Famille, je vous hais ! Foyers clos, portes refermées, possession jalouse du bonheur ! ». Toutes les tensions qui traversent les familles semblent contenues dans cette citation d’André Gide :

“Entre le clos et l’ouvert, entre contrainte et bonheur, sphère privée et publique, limites et émancipation.”

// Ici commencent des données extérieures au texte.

/*
 * SPDX-FileCopyrightText: 2025 Wavelens UG <info@wavelens.io>
 *
 * SPDX-License-Identifier: AGPL-3.0-only
 */

use super::points::award_photo_points;
use super::storage::StoredFile;
use super::types::*;
use chrono::Utc;
use sea_orm::ActiveValue::Set;
use sea_orm::{
    ActiveModelTrait, ColumnTrait, ConnectionTrait, DbErr, EntityTrait, QueryFilter, QueryOrder,
    TransactionTrait,
};
use tracing::info;
use uuid::Uuid;

/// Records an uploaded photo and credits the upload bonus in one
/// transaction. Photos are visible without moderation.
pub async fn record_photo<C: TransactionTrait>(
    db: &C,
    user: Uuid,
    stored: StoredFile,
    description: Option<String>,
) -> Result<(MPhoto, PointsSummary), DbErr> {
    let txn = db.begin().await?;

    let photo = APhoto {
        id: Set(Uuid::new_v4()),
        user: Set(user),
        file_url: Set(stored.url),
        file_key: Set(stored.key),
        description: Set(description.filter(|d| !d.trim().is_empty())),
        approved: Set(true),
        created_at: Set(Utc::now().naive_utc()),
    }
    .insert(&txn)
    .await?;

    let points = award_photo_points(&txn, user, photo.id).await?;
    txn.commit().await?;

    info!(%user, photo = %photo.id, "Photo uploaded");
    Ok((photo, points))
}

pub async fn user_photos<C: ConnectionTrait>(db: &C, user: Uuid) -> Result<Vec<MPhoto>, DbErr> {
    EPhoto::find()
        .filter(CPhoto::User.eq(user))
        .order_by_desc(CPhoto::CreatedAt)
        .all(db)
        .await
}
/*
 * SPDX-FileCopyrightText: 2025 Wavelens UG <info@wavelens.io>
 *
 * SPDX-License-Identifier: AGPL-3.0-only
 */

use sea_orm_migration::prelude::*;

#[derive(DeriveMigrationName)]
pub struct Migration;

#[async_trait::async_trait]
impl MigrationTrait for Migration {
    async fn up(&self, manager: &SchemaManager) -> Result<(), DbErr> {
        manager
            .create_table(
                Table::create()
                    .table(Photo::Table)
                    .if_not_exists()
                    .col(ColumnDef::new(Photo::Id).uuid().not_null().primary_key())
                    .col(ColumnDef::new(Photo::User).uuid().not_null())
                    .col(ColumnDef::new(Photo::FileUrl).string().not_null())
                    .col(ColumnDef::new(Photo::FileKey).string().not_null())
                    .col(ColumnDef::new(Photo::Description).text().null())
                    .col(
                        ColumnDef::new(Photo::Approved)
                            .boolean()
                            .not_null()
                            .default(true),
                    )
                    .col(ColumnDef::new(Photo::CreatedAt).timestamp().not_null())
                    .foreign_key(
                        ForeignKey::create()
                            .name("fk-photo-user")
                            .from(Photo::Table, Photo::User)
                            .to(User::Table, User::Id)
                            .on_delete(ForeignKeyAction::Cascade)
                            .on_update(ForeignKeyAction::Cascade),
                    )
                    .to_owned(),
            )
            .await
    }

    async fn down(&self, manager: &SchemaManager) -> Result<(), DbErr> {
        manager
            .drop_table(Table::drop().table(Photo::Table).to_owned())
            .await
    }
}

#[derive(DeriveIden)]
enum Photo {
    Table,
    Id,
    User,
    FileUrl,
    FileKey,
    Description,
    Approved,
    CreatedAt,
}

#[derive(DeriveIden)]
enum User {
    Table,
    Id,
}
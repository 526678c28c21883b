/*
 * SPDX-FileCopyrightText: 2025 Wavelens UG <info@wavelens.io>
 *
 * SPDX-License-Identifier: AGPL-3.0-only
 */

use crate::error::{WebError, WebResult};
use axum::extract::{Path, State};
use axum::{Extension, Json};
use shop_core::notifications::{list_notifications, mark_read};
use shop_core::orders::list_user_orders;
use shop_core::types::*;
use shop_core::users::{UserProfile, profile};
use std::sync::Arc;
use uuid::Uuid;

pub async fn get(
    state: State<Arc<ServerState>>,
    Extension(user): Extension<MUser>,
) -> WebResult<Json<BaseResponse<UserProfile>>> {
    let res = BaseResponse {
        error: false,
        message: profile(&state.db, user).await?,
    };

    Ok(Json(res))
}

pub async fn get_orders(
    state: State<Arc<ServerState>>,
    Extension(user): Extension<MUser>,
) -> WebResult<Json<BaseResponse<Vec<MOrder>>>> {
    let res = BaseResponse {
        error: false,
        message: list_user_orders(&state.db, user.id).await?,
    };

    Ok(Json(res))
}

pub async fn get_notifications(
    state: State<Arc<ServerState>>,
    Extension(user): Extension<MUser>,
) -> WebResult<Json<BaseResponse<Vec<MNotification>>>> {
    let res = BaseResponse {
        error: false,
        message: list_notifications(&state.db, user.id).await?,
    };

    Ok(Json(res))
}

pub async fn post_notification_read(
    state: State<Arc<ServerState>>,
    Extension(user): Extension<MUser>,
    Path(notification_id): Path<Uuid>,
) -> WebResult<Json<BaseResponse<String>>> {
    if !mark_read(&state.db, user.id, notification_id).await? {
        return Err(WebError::not_found("Notification"));
    }

    let res = BaseResponse {
        error: false,
        message: "Notification marked as read".to_string(),
    };

    Ok(Json(res))
}
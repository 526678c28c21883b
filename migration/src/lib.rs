/*
 * SPDX-FileCopyrightText: 2025 Wavelens UG <info@wavelens.io>
 *
 * SPDX-License-Identifier: AGPL-3.0-only
 */

pub use sea_orm_migration::prelude::*;

mod m20251020_000001_create_table_user;
mod m20251020_000002_create_table_user_points;
mod m20251020_000003_create_table_order;
mod m20251020_000004_create_table_category;
mod m20251020_000005_create_table_product_category;
mod m20251020_000006_create_table_points_transaction;
mod m20251020_000007_create_table_points_shop_item;
mod m20251020_000008_create_table_points_redemption;
mod m20251020_000009_create_table_photo;
mod m20251020_000010_create_table_notification;

pub struct Migrator;

#[async_trait::async_trait]
impl MigratorTrait for Migrator {
    fn migrations() -> Vec<Box<dyn MigrationTrait>> {
        vec![
            Box::new(m20251020_000001_create_table_user::Migration),
            Box::new(m20251020_000002_create_table_user_points::Migration),
            Box::new(m20251020_000003_create_table_order::Migration),
            Box::new(m20251020_000004_create_table_category::Migration),
            Box::new(m20251020_000005_create_table_product_category::Migration),
            Box::new(m20251020_000006_create_table_points_transaction::Migration),
            Box::new(m20251020_000007_create_table_points_shop_item::Migration),
            Box::new(m20251020_000008_create_table_points_redemption::Migration),
            Box::new(m20251020_000009_create_table_photo::Migration),
            Box::new(m20251020_000010_create_table_notification::Migration),
        ]
    }
}
/*
 * SPDX-FileCopyrightText: 2025 Wavelens UG <info@wavelens.io>
 *
 * SPDX-License-Identifier: AGPL-3.0-only
 */

use super::input::{InputError, Validate};
use super::types::*;
use catalog::normalize::normalize_category_id;
use catalog::{Catalog, CatalogError, Product};
use chrono::Utc;
use sea_orm::ActiveValue::Set;
use sea_orm::{
    ActiveModelTrait, ColumnTrait, ConnectionTrait, DbErr, EntityTrait, IntoActiveModel,
    QueryFilter, QueryOrder, QuerySelect,
};
use serde::{Deserialize, Serialize};
use std::collections::{HashMap, HashSet};
use tracing::{info, warn};
use uuid::Uuid;

#[derive(Debug, thiserror::Error)]
pub enum CategoryError {
    #[error("Category not found")]
    NotFound,
    #[error("Product-category mapping not found")]
    MappingNotFound,
    #[error(transparent)]
    Catalog(#[from] CatalogError),
    #[error("Database error: {0}")]
    Database(#[from] DbErr),
}

#[derive(Debug, Clone, PartialEq, Serialize)]
pub struct CategoryWithCount {
    #[serde(flatten)]
    pub category: MCategory,
    pub product_count: i64,
}

#[derive(Debug, Clone, Deserialize)]
pub struct NewCategory {
    pub external_id: Option<String>,
    pub name: String,
    pub display_name: String,
    pub description: Option<String>,
    pub is_active: Option<bool>,
    pub display_order: Option<i32>,
}

impl Validate for NewCategory {
    fn validate(&self) -> Result<(), InputError> {
        let mut errors = InputError::new();
        errors.check(!self.name.trim().is_empty(), "name", "Name is required");
        errors.check(
            !self.display_name.trim().is_empty(),
            "display_name",
            "Display name is required",
        );
        errors.into_result()
    }
}

#[derive(Debug, Clone, Default, Deserialize)]
pub struct CategoryPatch {
    pub name: Option<String>,
    pub display_name: Option<String>,
    pub description: Option<String>,
    pub is_active: Option<bool>,
    pub display_order: Option<i32>,
}

impl CategoryPatch {
    pub fn is_empty(&self) -> bool {
        self.name.is_none()
            && self.display_name.is_none()
            && self.description.is_none()
            && self.is_active.is_none()
            && self.display_order.is_none()
    }
}

impl Validate for CategoryPatch {
    fn validate(&self) -> Result<(), InputError> {
        let mut errors = InputError::new();
        if let Some(name) = &self.name {
            errors.check(!name.trim().is_empty(), "name", "Name cannot be empty");
        }
        if let Some(display_name) = &self.display_name {
            errors.check(
                !display_name.trim().is_empty(),
                "display_name",
                "Display name cannot be empty",
            );
        }
        errors.into_result()
    }
}

#[derive(Debug, Clone, Copy, PartialEq, Eq, Default, Serialize)]
pub struct SyncResult {
    pub created: u32,
    pub updated: u32,
}

#[derive(Debug, Clone, Copy, PartialEq, Eq, Default, Serialize)]
pub struct BulkAssignResult {
    pub assigned: u32,
    pub errors: u32,
}

pub async fn list_categories<C: ConnectionTrait>(
    db: &C,
    include_inactive: bool,
) -> Result<Vec<CategoryWithCount>, DbErr> {
    let mut query = ECategory::find();

    if !include_inactive {
        query = query.filter(CCategory::IsActive.eq(true));
    }

    let categories = query
        .order_by_asc(CCategory::DisplayOrder)
        .order_by_asc(CCategory::DisplayName)
        .all(db)
        .await?;

    let counts: HashMap<Uuid, i64> = EProductCategory::find()
        .select_only()
        .column(CProductCategory::Category)
        .column_as(CProductCategory::ProductId.count(), "product_count")
        .group_by(CProductCategory::Category)
        .into_tuple::<(Uuid, i64)>()
        .all(db)
        .await?
        .into_iter()
        .collect();

    Ok(categories
        .into_iter()
        .map(|category| CategoryWithCount {
            product_count: counts.get(&category.id).copied().unwrap_or(0),
            category,
        })
        .collect())
}

/// Active categories in storefront order.
pub async fn active_categories<C: ConnectionTrait>(db: &C) -> Result<Vec<MCategory>, DbErr> {
    ECategory::find()
        .filter(CCategory::IsActive.eq(true))
        .order_by_asc(CCategory::DisplayOrder)
        .order_by_asc(CCategory::DisplayName)
        .all(db)
        .await
}

pub async fn get_category<C: ConnectionTrait>(
    db: &C,
    id: Uuid,
) -> Result<MCategory, CategoryError> {
    ECategory::find_by_id(id)
        .one(db)
        .await?
        .ok_or(CategoryError::NotFound)
}

pub async fn create_category<C: ConnectionTrait>(
    db: &C,
    new: NewCategory,
) -> Result<MCategory, DbErr> {
    let now = Utc::now().naive_utc();

    ACategory {
        id: Set(Uuid::new_v4()),
        external_id: Set(new.external_id.filter(|id| !id.trim().is_empty())),
        name: Set(new.name.trim().to_string()),
        display_name: Set(new.display_name.trim().to_string()),
        description: Set(new.description),
        is_active: Set(new.is_active.unwrap_or(true)),
        display_order: Set(new.display_order.unwrap_or(0)),
        created_at: Set(now),
        updated_at: Set(now),
    }
    .insert(db)
    .await
}

pub async fn update_category<C: ConnectionTrait>(
    db: &C,
    id: Uuid,
    patch: CategoryPatch,
) -> Result<MCategory, CategoryError> {
    let category = get_category(db, id).await?;

    if patch.is_empty() {
        return Ok(category);
    }

    let mut acategory = category.into_active_model();

    if let Some(name) = patch.name {
        acategory.name = Set(name.trim().to_string());
    }
    if let Some(display_name) = patch.display_name {
        acategory.display_name = Set(display_name.trim().to_string());
    }
    if let Some(description) = patch.description {
        acategory.description = Set(Some(description));
    }
    if let Some(is_active) = patch.is_active {
        acategory.is_active = Set(is_active);
    }
    if let Some(display_order) = patch.display_order {
        acategory.display_order = Set(display_order);
    }

    acategory.updated_at = Set(Utc::now().naive_utc());
    Ok(acategory.update(db).await?)
}

/// Mappings go with the category through the foreign key cascade.
pub async fn delete_category<C: ConnectionTrait>(db: &C, id: Uuid) -> Result<(), CategoryError> {
    let result = ECategory::delete_by_id(id).exec(db).await?;

    if result.rows_affected == 0 {
        return Err(CategoryError::NotFound);
    }

    info!(%id, "Deleted category");
    Ok(())
}

/// Creates or renames one local category per catalog category.
pub async fn sync_categories<C: ConnectionTrait>(
    db: &C,
    catalog: &Catalog,
) -> Result<SyncResult, CategoryError> {
    let remote = catalog.categories().await?;
    let mut result = SyncResult::default();
    let now = Utc::now().naive_utc();

    for remote_category in remote {
        let existing = ECategory::find()
            .filter(CCategory::ExternalId.eq(remote_category.id.as_str()))
            .one(db)
            .await?;

        match existing {
            Some(category) => {
                let mut acategory = category.into_active_model();
                acategory.name = Set(remote_category.name.clone());
                acategory.display_name = Set(remote_category.name);
                acategory.updated_at = Set(now);
                acategory.update(db).await?;
                result.updated += 1;
            }
            None => {
                ACategory {
                    id: Set(Uuid::new_v4()),
                    external_id: Set(Some(remote_category.id)),
                    name: Set(remote_category.name.clone()),
                    display_name: Set(remote_category.name),
                    description: Set(None),
                    is_active: Set(true),
                    display_order: Set(0),
                    created_at: Set(now),
                    updated_at: Set(now),
                }
                .insert(db)
                .await?;
                result.created += 1;
            }
        }
    }

    info!(
        created = result.created,
        updated = result.updated,
        "Synced catalog categories"
    );
    Ok(result)
}

/// Explicitly mapped products, else the catalog's own assignment to the
/// category's external id.
pub async fn products_for_category<C: ConnectionTrait>(
    db: &C,
    catalog: &Catalog,
    category: &MCategory,
) -> Result<Vec<Product>, CategoryError> {
    let mapped: HashSet<String> = EProductCategory::find()
        .filter(CProductCategory::Category.eq(category.id))
        .all(db)
        .await?
        .into_iter()
        .map(|m| m.product_id)
        .collect();

    if !mapped.is_empty() {
        let products = catalog.products().await?;
        return Ok(products
            .iter()
            .filter(|p| mapped.contains(&p.id))
            .cloned()
            .collect());
    }

    match &category.external_id {
        Some(external_id) => Ok(catalog
            .products_in_category(normalize_category_id(external_id))
            .await?),
        None => Ok(Vec::new()),
    }
}

pub async fn assign_product<C: ConnectionTrait>(
    db: &C,
    product_id: &str,
    category: Uuid,
    is_primary: bool,
) -> Result<MProductCategory, CategoryError> {
    get_category(db, category).await?;

    let existing = EProductCategory::find()
        .filter(CProductCategory::ProductId.eq(product_id))
        .filter(CProductCategory::Category.eq(category))
        .one(db)
        .await?;

    if let Some(mapping) = existing {
        if mapping.is_primary == is_primary {
            return Ok(mapping);
        }

        let mut amapping = mapping.into_active_model();
        amapping.is_primary = Set(is_primary);
        return Ok(amapping.update(db).await?);
    }

    Ok(AProductCategory {
        id: Set(Uuid::new_v4()),
        product_id: Set(product_id.to_string()),
        category: Set(category),
        is_primary: Set(is_primary),
        created_at: Set(Utc::now().naive_utc()),
    }
    .insert(db)
    .await?)
}

pub async fn unassign_product<C: ConnectionTrait>(
    db: &C,
    product_id: &str,
    category: Uuid,
) -> Result<(), CategoryError> {
    let result = EProductCategory::delete_many()
        .filter(CProductCategory::ProductId.eq(product_id))
        .filter(CProductCategory::Category.eq(category))
        .exec(db)
        .await?;

    if result.rows_affected == 0 {
        return Err(CategoryError::MappingNotFound);
    }

    Ok(())
}

pub async fn bulk_assign<C: ConnectionTrait>(
    db: &C,
    product_ids: &[String],
    category: Uuid,
) -> Result<BulkAssignResult, CategoryError> {
    get_category(db, category).await?;

    let mut result = BulkAssignResult::default();

    for product_id in product_ids {
        match assign_product(db, product_id, category, false).await {
            Ok(_) => result.assigned += 1,
            Err(e) => {
                warn!(error = %e, product_id, "Failed to assign product to category");
                result.errors += 1;
            }
        }
    }

    Ok(result)
}

/// Every mapping joined with its category, keyed by catalog product id.
pub async fn categories_by_product<C: ConnectionTrait>(
    db: &C,
) -> Result<HashMap<String, Vec<MCategory>>, DbErr> {
    let rows = EProductCategory::find()
        .find_also_related(entity::category::Entity)
        .order_by_desc(CProductCategory::IsPrimary)
        .all(db)
        .await?;

    let mut by_product: HashMap<String, Vec<MCategory>> = HashMap::new();
    for (mapping, category) in rows {
        if let Some(category) = category {
            by_product
                .entry(mapping.product_id)
                .or_default()
                .push(category);
        }
    }

    Ok(by_product)
}

/// Catalog products that have at least one local category, with their
/// catalog category ids replaced by the local ones.
pub async fn storefront_products<C: ConnectionTrait>(
    db: &C,
    catalog: &Catalog,
) -> Result<Vec<Product>, CategoryError> {
    let products = catalog.products().await?;
    let by_product = categories_by_product(db).await?;

    Ok(products
        .iter()
        .filter_map(|product| {
            let categories = by_product.get(&product.id)?;
            let mut product = product.clone();
            product.category_ids = categories.iter().map(|c| c.id.to_string()).collect();
            Some(product)
        })
        .collect())
}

Plus d’un siècle après les Nourritures Terrestres, cette ambivalence reste vive. Si nous choisissons aujourd’hui de nous intéresser aux familles, c’est précisément parce qu’elles se situent au croisement de ces enjeux. Comprendre ce qu’exige une vie favorable à l’épanouissement d’un enfant, éclairer les connaissances sur son développement, mettre en valeur les initiatives qui soutiennent la parentalité : tout cela permet aussi de mesurer l’écart croissant entre les politiques publiques et les besoins réels des individus.

Cet écart se lit dans le quotidien des parents. Une majorité d’entre eux juge difficile d’élever un ou plusieurs enfants et se sentent, au moins par moment, dans un état d’épuisement proche de la rupture. Charge mentale, injonctions contradictoires, stress éducatif, isolement : les familles d’aujourd’hui renvoient le reflet, souvent cru, des profondes transformations sociales et économiques à l’œuvre. Or les transferts financiers traditionnels de la politique familiale, pourtant au cœur de notre modèle social, ne suffisent plus à répondre à ce qui se joue désormais dans l’expérience parentale.

À l’heure où la France connaît une crise démographique inédite, soutenir les familles n’est plus un choix, mais une urgence.

Dans ce contexte, certaines tendances sociétales en disent long. La tentation d ‘invisibiliser les familles, déjà perceptible dans le mouvement « no kids », traduit une volonté de reléguer la question familiale au strict domaine privé, comme si elle ne concernait plus la société. Parallèlement, l’inégale répartition des tâches au détriment des mères, la vulnérabilité des familles monoparentales ou encore le rôle essentiel des adultes de confiance dans les parcours les plus fragiles révèlent la nécessité de repenser en profondeur notre logiciel de politique familiale.

Car faire grandir un enfant au XXIᵉ siècle n’a jamais été aussi exigeant. À l’heure où la France connaît une crise démographique inédite, soutenir les familles n’est plus un choix, mais une urgence. Il s’agit de mettre l’école de leurs côtés, de renforcer l’accompagnement des parents et, plus largement, de saisir cette période charnière pour réinventer la politique familiale autour de la parentalité.

Il en va de notre pacte social et d’un futur désirable pour les enfants.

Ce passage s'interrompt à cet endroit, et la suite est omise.